Information given Start Marker

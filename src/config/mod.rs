// src/config/mod.rs

use serde::{Deserialize, Serialize};
use std::collections::HashMap;
use std::path::Path;
use std::time::Duration;

use crate::error::{RateLimiterError, Result};
use crate::policy::Discriminator;
use crate::resilience::RetryConfig;

/// What the engine does when authoritative state is unavailable
#[derive(Debug, Clone, Copy, PartialEq, Eq, Default, Serialize, Deserialize)]
#[serde(rename_all = "lowercase")]
pub enum FailMode {
    /// Admit the request without touching the quota
    #[default]
    Open,
    /// Reject the request
    Closed,
}

/// Engine-wide settings
#[derive(Debug, Clone, Serialize, Deserialize)]
pub struct RateLimiterConfig {
    /// Upper bound for a single backend call
    #[serde(default = "default_timeout", with = "duration_serde")]
    pub timeout: Duration,

    /// Behaviour on backend failure
    #[serde(default)]
    pub fail_mode: FailMode,
}

impl Default for RateLimiterConfig {
    fn default() -> Self {
        Self {
            timeout: default_timeout(),
            fail_mode: FailMode::default(),
        }
    }
}

fn default_key_prefix() -> String {
    "rate-limit-application".to_string()
}

fn default_timeout() -> Duration {
    Duration::from_secs(5)
}

/// One policy entry as written in configuration.
///
/// `limit` counts requests per window, `quota` bounds the summed upstream
/// response time per window. At least one of them must be set.
#[derive(Debug, Clone, Serialize, Deserialize)]
pub struct PolicyConfig {
    #[serde(default)]
    pub limit: Option<u64>,

    #[serde(default, with = "option_duration_serde")]
    pub quota: Option<Duration>,

    #[serde(default = "default_refresh_interval", with = "duration_serde")]
    pub refresh_interval: Duration,

    /// Request attributes that split the counter
    #[serde(default, rename = "type")]
    pub discriminators: Vec<Discriminator>,
}

fn default_refresh_interval() -> Duration {
    Duration::from_secs(60)
}

/// Full rate limiting configuration of a gateway
#[derive(Debug, Clone, Serialize, Deserialize)]
pub struct RateLimitProperties {
    #[serde(default = "default_enabled")]
    pub enabled: bool,

    /// Leading segment of every storage key built from these policies
    #[serde(default = "default_key_prefix")]
    pub key_prefix: String,

    #[serde(flatten)]
    pub limiter: RateLimiterConfig,

    /// Applied to routes without a policy list of their own
    #[serde(default)]
    pub default_policies: Vec<PolicyConfig>,

    /// Route id to ordered policy list
    #[serde(default)]
    pub policies: HashMap<String, Vec<PolicyConfig>>,
}

fn default_enabled() -> bool {
    true
}

impl Default for RateLimitProperties {
    fn default() -> Self {
        Self {
            enabled: default_enabled(),
            key_prefix: default_key_prefix(),
            limiter: RateLimiterConfig::default(),
            default_policies: Vec::new(),
            policies: HashMap::new(),
        }
    }
}

impl RateLimitProperties {
    /// Parse properties from a JSON document
    pub fn from_json(json: &str) -> Result<Self> {
        serde_json::from_str(json).map_err(|e| RateLimiterError::Config(e.to_string()))
    }

    /// Load properties from a JSON file
    pub fn from_file(path: impl AsRef<Path>) -> Result<Self> {
        let contents = std::fs::read_to_string(path)?;
        Self::from_json(&contents)
    }
}

/// Configuration for Redis storage backend
#[derive(Debug, Clone, Serialize, Deserialize)]
pub struct RedisConfig {
    /// Redis connection URL
    pub url: String,

    /// Connection timeout
    #[serde(default = "default_conn_timeout", with = "duration_serde")]
    pub connection_timeout: Duration,

    /// Extra lifetime given to a key past its window end
    #[serde(default = "default_key_ttl_grace", with = "duration_serde")]
    pub key_ttl_grace: Duration,

    /// Backoff between compare-and-swap attempts
    #[serde(default)]
    pub cas_retry: RetryConfig,
}

fn default_conn_timeout() -> Duration {
    Duration::from_secs(2)
}

fn default_key_ttl_grace() -> Duration {
    Duration::from_secs(60)
}

impl RedisConfig {
    pub fn new(url: impl Into<String>) -> Self {
        Self {
            url: url.into(),
            connection_timeout: default_conn_timeout(),
            key_ttl_grace: default_key_ttl_grace(),
            cas_retry: RetryConfig::default(),
        }
    }
}

/// Configuration for in-memory storage backend
#[derive(Debug, Clone, Serialize, Deserialize)]
pub struct InMemoryConfig {
    /// Maximum number of keys to track
    #[serde(default = "default_max_entries")]
    pub max_entries: usize,
}

impl Default for InMemoryConfig {
    fn default() -> Self {
        Self {
            max_entries: default_max_entries(),
        }
    }
}

/// Configuration for the expiring cache backend
#[derive(Debug, Clone, Serialize, Deserialize)]
pub struct CacheConfig {
    /// Maximum number of live keys
    #[serde(default = "default_max_entries")]
    pub max_entries: usize,

    /// Whether to use a background task for expiration
    #[serde(default = "default_use_background_task")]
    pub use_background_task: bool,

    /// How often to run the background expiration task
    #[serde(default = "default_cleanup_interval", with = "duration_serde")]
    pub cleanup_interval: Duration,
}

impl Default for CacheConfig {
    fn default() -> Self {
        Self {
            max_entries: default_max_entries(),
            use_background_task: default_use_background_task(),
            cleanup_interval: default_cleanup_interval(),
        }
    }
}

fn default_max_entries() -> usize {
    10_000
}

fn default_use_background_task() -> bool {
    true
}

fn default_cleanup_interval() -> Duration {
    Duration::from_secs(60)
}

/// Configuration for the SQLite backend
#[derive(Debug, Clone, Serialize, Deserialize)]
pub struct SqliteConfig {
    /// Database file, or ":memory:"
    pub path: String,

    /// How long a writer waits for the database lock. SQLite calls block
    /// their task, so this is the real bound on a contended call.
    #[serde(default = "default_busy_timeout", with = "duration_serde")]
    pub busy_timeout: Duration,
}

fn default_busy_timeout() -> Duration {
    Duration::from_secs(1)
}

impl SqliteConfig {
    pub fn new(path: impl Into<String>) -> Self {
        Self {
            path: path.into(),
            busy_timeout: default_busy_timeout(),
        }
    }

    /// Caps `busy_timeout` at `timeout`, usually the engine timeout
    pub fn fit_within(mut self, timeout: Duration) -> Self {
        self.busy_timeout = self.busy_timeout.min(timeout);
        self
    }
}

// Helper module to serialize/deserialize Duration with serde
pub(crate) mod duration_serde {
    use serde::{Deserialize, Deserializer, Serializer};
    use std::time::Duration;

    pub fn serialize<S>(duration: &Duration, serializer: S) -> Result<S::Ok, S::Error>
    where
        S: Serializer,
    {
        serializer.serialize_u64(duration.as_millis() as u64)
    }

    pub fn deserialize<'de, D>(deserializer: D) -> Result<Duration, D::Error>
    where
        D: Deserializer<'de>,
    {
        let millis = u64::deserialize(deserializer)?;
        Ok(Duration::from_millis(millis))
    }
}

pub(crate) mod option_duration_serde {
    use serde::{Deserialize, Deserializer, Serializer};
    use std::time::Duration;

    pub fn serialize<S>(duration: &Option<Duration>, serializer: S) -> Result<S::Ok, S::Error>
    where
        S: Serializer,
    {
        match duration {
            Some(d) => serializer.serialize_some(&(d.as_millis() as u64)),
            None => serializer.serialize_none(),
        }
    }

    pub fn deserialize<'de, D>(deserializer: D) -> Result<Option<Duration>, D::Error>
    where
        D: Deserializer<'de>,
    {
        Ok(Option::<u64>::deserialize(deserializer)?.map(Duration::from_millis))
    }
}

Information given End Marker

== What is needed ==
Which lines above run from the one containing "from these policies" to the one containing "a JSON document"? Give them again exactly, both ends included.

== Finished task ==
    /// Leading segment of every storage key built from these policies
    #[serde(default = "default_key_prefix")]
    pub key_prefix: String,

    #[serde(flatten)]
    pub limiter: RateLimiterConfig,

    /// Applied to routes without a policy list of their own
    #[serde(default)]
    pub default_policies: Vec<PolicyConfig>,

    /// Route id to ordered policy list
    #[serde(default)]
    pub policies: HashMap<String, Vec<PolicyConfig>>,
}

fn default_enabled() -> bool {
    true
}

impl Default for RateLimitProperties {
    fn default() -> Self {
        Self {
            enabled: default_enabled(),
            key_prefix: default_key_prefix(),
            limiter: RateLimiterConfig::default(),
            default_policies: Vec::new(),
            policies: HashMap::new(),
        }
    }
}

impl RateLimitProperties {
    /// Parse properties from a JSON document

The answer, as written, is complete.